Diesem Ziel hat sich die
EU-Kommission mit ihrer neuen Strategie verschrieben, die sie am Dienstag in Brüssel vorgelegt hat. Der Mensch sei auf die
Artenvielfalt angewiesen, sagte EU-Umweltkommissar Janez Potocnik - «ob es um unser Essen, Trinkwasser, frische Luft oder ein stabiles Klima geht». Die Artenvielfalt sei das «natürliche Kapital» der Menschen. «Wir verbrauchen es zu schnell.» Eigentlich wollte die EU das
Artensterben schon bis zum vergangenen Jahr unter Kontrolle bekommen. «Das haben wir nicht geschafft», sagte Potocnik.
Rund ein Viertel der europäischen Tierarten - darunter Säugetiere, Amphibien, Reptilien, Vögel und Schmetterlinge - sind heute vom Aussterben bedroht, sagte Potocnik. Bei Fischen in der EU sei die Lage dramatischer: 88 Prozent der Fischbestände sind entweder überfischt oder erheblich dezimiert. Nur 17 Prozent der untersuchten Lebensräume und Arten seien in guter Verfassung. «In Europa sterben Arten in einem beispiellosen Tempo aus», hieß es in Brüssel.
In ihrem Strategiepapier nennt die Kommission sechs Ziele, mit denen vor allem die Gefahren für die Artenvielfalt bekämpft werden sollen. Neben nachhaltiger Landwirtschaft, Fischerei und Forstwirtschaft gehört dazu auch die Bekämpfung eingewanderter Arten und die vollständige Umsetzung bestehender Naturschutzvorschriften zum Erhalt von Lebensräumen.
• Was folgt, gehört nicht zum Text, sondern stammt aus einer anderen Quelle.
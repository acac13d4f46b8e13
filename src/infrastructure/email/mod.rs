pub mod resend;

pub use resend::ResendEmailSender;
Schuld am Artensterben sei vor allem der Mensch. Die Kommission macht keinen Hehl daraus, dass wirtschaftliche Interessen die Ursache des Übels sind: Überfischung, Überdüngung und Umweltverschmutzung treiben ebenso das Artensterben voran wie die Abholzen der Wälder, Monokulturen auf den Äckern, Naturzerstörung für Gewerbegebiete oder Straßen und die unkontrollierte Verbreitung fremder Arten.
Dabei hat der Verlust der Artenvielfalt erhebliche wirtschaftliche Konsequenzen. So wird zum Beispiel der wirtschaftliche Wert der Insektenbestäubung in Europa auf 15 Milliarden Euro pro Jahr geschätzt. Doch der «Fleiß» der Insekten lasse dramatisch nach. Außerdem sei einer von sechs Arbeitsplätzen in der EU - direkt oder indirekt - an Umwelt oder Artenvielfalt geknüpft.
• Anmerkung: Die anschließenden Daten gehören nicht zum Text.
use actix_web::{
  Error, HttpMessage,
  body::MessageBody,
  dev::{Service, ServiceRequest, ServiceResponse, Transform, forward_ready},
  http::header::{HeaderName, HeaderValue},
};
use futures_util::future::LocalBoxFuture;
use std::{
  future::{Ready, ready},
  rc::Rc,
};
use uuid::Uuid;

const REQUEST_ID_HEADER: &str = "x-request-id";

/// Correlation id carried through one request. Stored in request extensions
/// and echoed back in the `X-Request-ID` response header.
#[derive(Debug, Clone, Copy, PartialEq, Eq)]
pub struct RequestId(pub Uuid);

impl RequestId {
  pub fn new() -> Self {
    Self(Uuid::new_v4())
  }

  pub fn value(&self) -> Uuid {
    self.0
  }
}

impl Default for RequestId {
  fn default() -> Self {
    Self::new()
  }
}

impl std::fmt::Display for RequestId {
  fn fmt(&self, f: &mut std::fmt::Formatter<'_>) -> std::fmt::Result {
    write!(f, "{}", self.0)
  }
}

/// Tags every request with a [`RequestId`] for log correlation.
///
/// An incoming `X-Request-ID` header is reused when it parses as a UUID, so
/// ids stay stable across a proxy or a retrying client; anything else gets a
/// fresh one. Handlers can read the id via [`RequestIdExt::request_id`].
///
/// # Example
///
/// ```no_run
/// use actix_web::App;
/// # use clientbill::adapters::http::middleware::request_id::RequestIdMiddleware;
///
/// let app = App::new()
///   .wrap(RequestIdMiddleware::new());
/// ```
#[derive(Debug, Clone, Default)]
pub struct RequestIdMiddleware;

impl RequestIdMiddleware {
  pub fn new() -> Self {
    Self
  }
}

impl<S, B> Transform<S, ServiceRequest> for RequestIdMiddleware
where
  S: Service<ServiceRequest, Response = ServiceResponse<B>, Error = Error> + 'static,
  S::Future: 'static,
  B: MessageBody + 'static,
{
  type Response = ServiceResponse<B>;
  type Error = Error;
  type Transform = RequestIdMiddlewareService<S>;
  type InitError = ();
  type Future = Ready<Result<Self::Transform, Self::InitError>>;

  fn new_transform(&self, service: S) -> Self::Future {
    ready(Ok(RequestIdMiddlewareService {
      service: Rc::new(service),
    }))
  }
}

pub struct RequestIdMiddlewareService<S> {
  service: Rc<S>,
}

impl<S, B> Service<ServiceRequest> for RequestIdMiddlewareService<S>
where
  S: Service<ServiceRequest, Response = ServiceResponse<B>, Error = Error> + 'static,
  S::Future: 'static,
  B: MessageBody + 'static,
{
  type Response = ServiceResponse<B>;
  type Error = Error;
  type Future = LocalBoxFuture<'static, Result<Self::Response, Self::Error>>;

  forward_ready!(service);

  fn call(&self, req: ServiceRequest) -> Self::Future {
    let service = Rc::clone(&self.service);

    Box::pin(async move {
      let request_id = req
        .headers()
        .get(REQUEST_ID_HEADER)
        .and_then(|value| value.to_str().ok())
        .and_then(|value| Uuid::parse_str(value).ok())
        .map(RequestId)
        .unwrap_or_default();

      req.extensions_mut().insert(request_id);
      tracing::Span::current().record("request_id", request_id.to_string());

      let mut res = service.call(req).await?;

      if let Ok(value) = HeaderValue::from_str(&request_id.to_string()) {
        res
          .headers_mut()
          .insert(HeaderName::from_static(REQUEST_ID_HEADER), value);
      }

      Ok(res)
    })
  }
}

/// Extension trait for pulling the request id out of an `HttpRequest`.
pub trait RequestIdExt {
  /// None when the middleware is not mounted.
  fn request_id(&self) -> Option<RequestId>;
}

impl RequestIdExt for actix_web::HttpRequest {
  fn request_id(&self) -> Option<RequestId> {
    self.extensions().get::<RequestId>().copied()
  }
}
Die Naturschutzorganisationen
WWF hält die EU-Strategie für nicht weitgehend genug: «Die Biodiversität-Strategie ist ein Schritt in die richtige Richtung», sagt Alberto Arroyo vom WWF. «Aber sie hat nicht die wirkliche Kraft um den Verlust der
Biodiversität zu stoppen.»
Mit dem Wort «Biodiversität» scheinen die meisten Europäer kaum etwas anfangen zu können. Der Begriff bezeichnet die Vielfalt allen Lebens und der Lebensräume insgesamt sowie die Vielfalt innerhalb der Arten. Laut einer Eurobarometer-Umfrage wissen das aber nur 35 Prozent der Befragten. Erklärt man ihnen was dahinter steckt, halten 85 Prozent Artensterben für ein bedeutendes Problem in der EU. (dpa)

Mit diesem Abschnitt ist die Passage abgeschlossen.